● Task requirements
Nothing may be changed. Give the entries below again exactly.

● Extracted material

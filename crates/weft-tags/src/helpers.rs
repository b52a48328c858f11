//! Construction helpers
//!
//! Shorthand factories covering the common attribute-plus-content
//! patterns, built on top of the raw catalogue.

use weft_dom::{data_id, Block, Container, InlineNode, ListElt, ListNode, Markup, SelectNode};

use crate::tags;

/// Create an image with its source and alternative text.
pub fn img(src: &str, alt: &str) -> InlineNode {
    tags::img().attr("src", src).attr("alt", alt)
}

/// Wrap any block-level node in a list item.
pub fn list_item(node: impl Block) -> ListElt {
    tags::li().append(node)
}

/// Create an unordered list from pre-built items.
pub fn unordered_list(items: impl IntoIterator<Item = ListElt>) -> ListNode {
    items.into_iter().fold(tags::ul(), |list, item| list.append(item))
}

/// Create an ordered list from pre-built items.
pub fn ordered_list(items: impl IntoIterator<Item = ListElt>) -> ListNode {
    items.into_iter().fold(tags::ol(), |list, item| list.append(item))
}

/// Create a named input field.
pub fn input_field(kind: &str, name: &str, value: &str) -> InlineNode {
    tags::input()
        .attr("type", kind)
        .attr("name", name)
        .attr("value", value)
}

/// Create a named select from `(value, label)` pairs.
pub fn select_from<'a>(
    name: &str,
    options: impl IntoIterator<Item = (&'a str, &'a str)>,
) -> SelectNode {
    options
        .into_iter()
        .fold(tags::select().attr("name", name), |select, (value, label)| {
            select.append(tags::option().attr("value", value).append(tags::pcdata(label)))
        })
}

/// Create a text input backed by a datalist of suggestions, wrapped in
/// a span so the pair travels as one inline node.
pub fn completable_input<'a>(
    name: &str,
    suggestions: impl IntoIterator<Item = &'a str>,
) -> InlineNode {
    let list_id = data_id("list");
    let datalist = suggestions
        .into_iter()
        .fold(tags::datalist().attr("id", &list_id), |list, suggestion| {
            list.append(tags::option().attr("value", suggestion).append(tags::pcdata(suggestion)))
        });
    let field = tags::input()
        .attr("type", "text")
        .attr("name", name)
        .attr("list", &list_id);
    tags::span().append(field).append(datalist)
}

● Result below
filename crates/weft-tags/src/helpers.rs
repository b52a48328c858f11
//! Construction helpers
//!
//! Shorthand factories covering the common attribute-plus-content
//! patterns, built on top of the raw catalogue.

use weft_dom::{data_id, Block, Container, InlineNode, ListElt, ListNode, Markup, SelectNode};

use crate::tags;

/// Create an image with its source and alternative text.
pub fn img(src: &str, alt: &str) -> InlineNode {
    tags::img().attr("src", src).attr("alt", alt)
}

/// Wrap any block-level node in a list item.
pub fn list_item(node: impl Block) -> ListElt {
    tags::li().append(node)
}

/// Create an unordered list from pre-built items.
pub fn unordered_list(items: impl IntoIterator<Item = ListElt>) -> ListNode {
    items.into_iter().fold(tags::ul(), |list, item| list.append(item))
}

/// Create an ordered list from pre-built items.
pub fn ordered_list(items: impl IntoIterator<Item = ListElt>) -> ListNode {
    items.into_iter().fold(tags::ol(), |list, item| list.append(item))
}

/// Create a named input field.
pub fn input_field(kind: &str, name: &str, value: &str) -> InlineNode {
    tags::input()
        .attr("type", kind)
        .attr("name", name)
        .attr("value", value)
}

/// Create a named select from `(value, label)` pairs.
pub fn select_from<'a>(
    name: &str,
    options: impl IntoIterator<Item = (&'a str, &'a str)>,
) -> SelectNode {
    options
        .into_iter()
        .fold(tags::select().attr("name", name), |select, (value, label)| {
            select.append(tags::option().attr("value", value).append(tags::pcdata(label)))
        })
}

/// Create a text input backed by a datalist of suggestions, wrapped in
/// a span so the pair travels as one inline node.
pub fn completable_input<'a>(
    name: &str,
    suggestions: impl IntoIterator<Item = &'a str>,
) -> InlineNode {
    let list_id = data_id("list");
    let datalist = suggestions
        .into_iter()
        .fold(tags::datalist().attr("id", &list_id), |list, suggestion| {
            list.append(tags::option().attr("value", suggestion).append(tags::pcdata(suggestion)))
        });
    let field = tags::input()
        .attr("type", "text")
        .attr("name", name)
        .attr("list", &list_id);
    tags::span().append(field).append(datalist)
}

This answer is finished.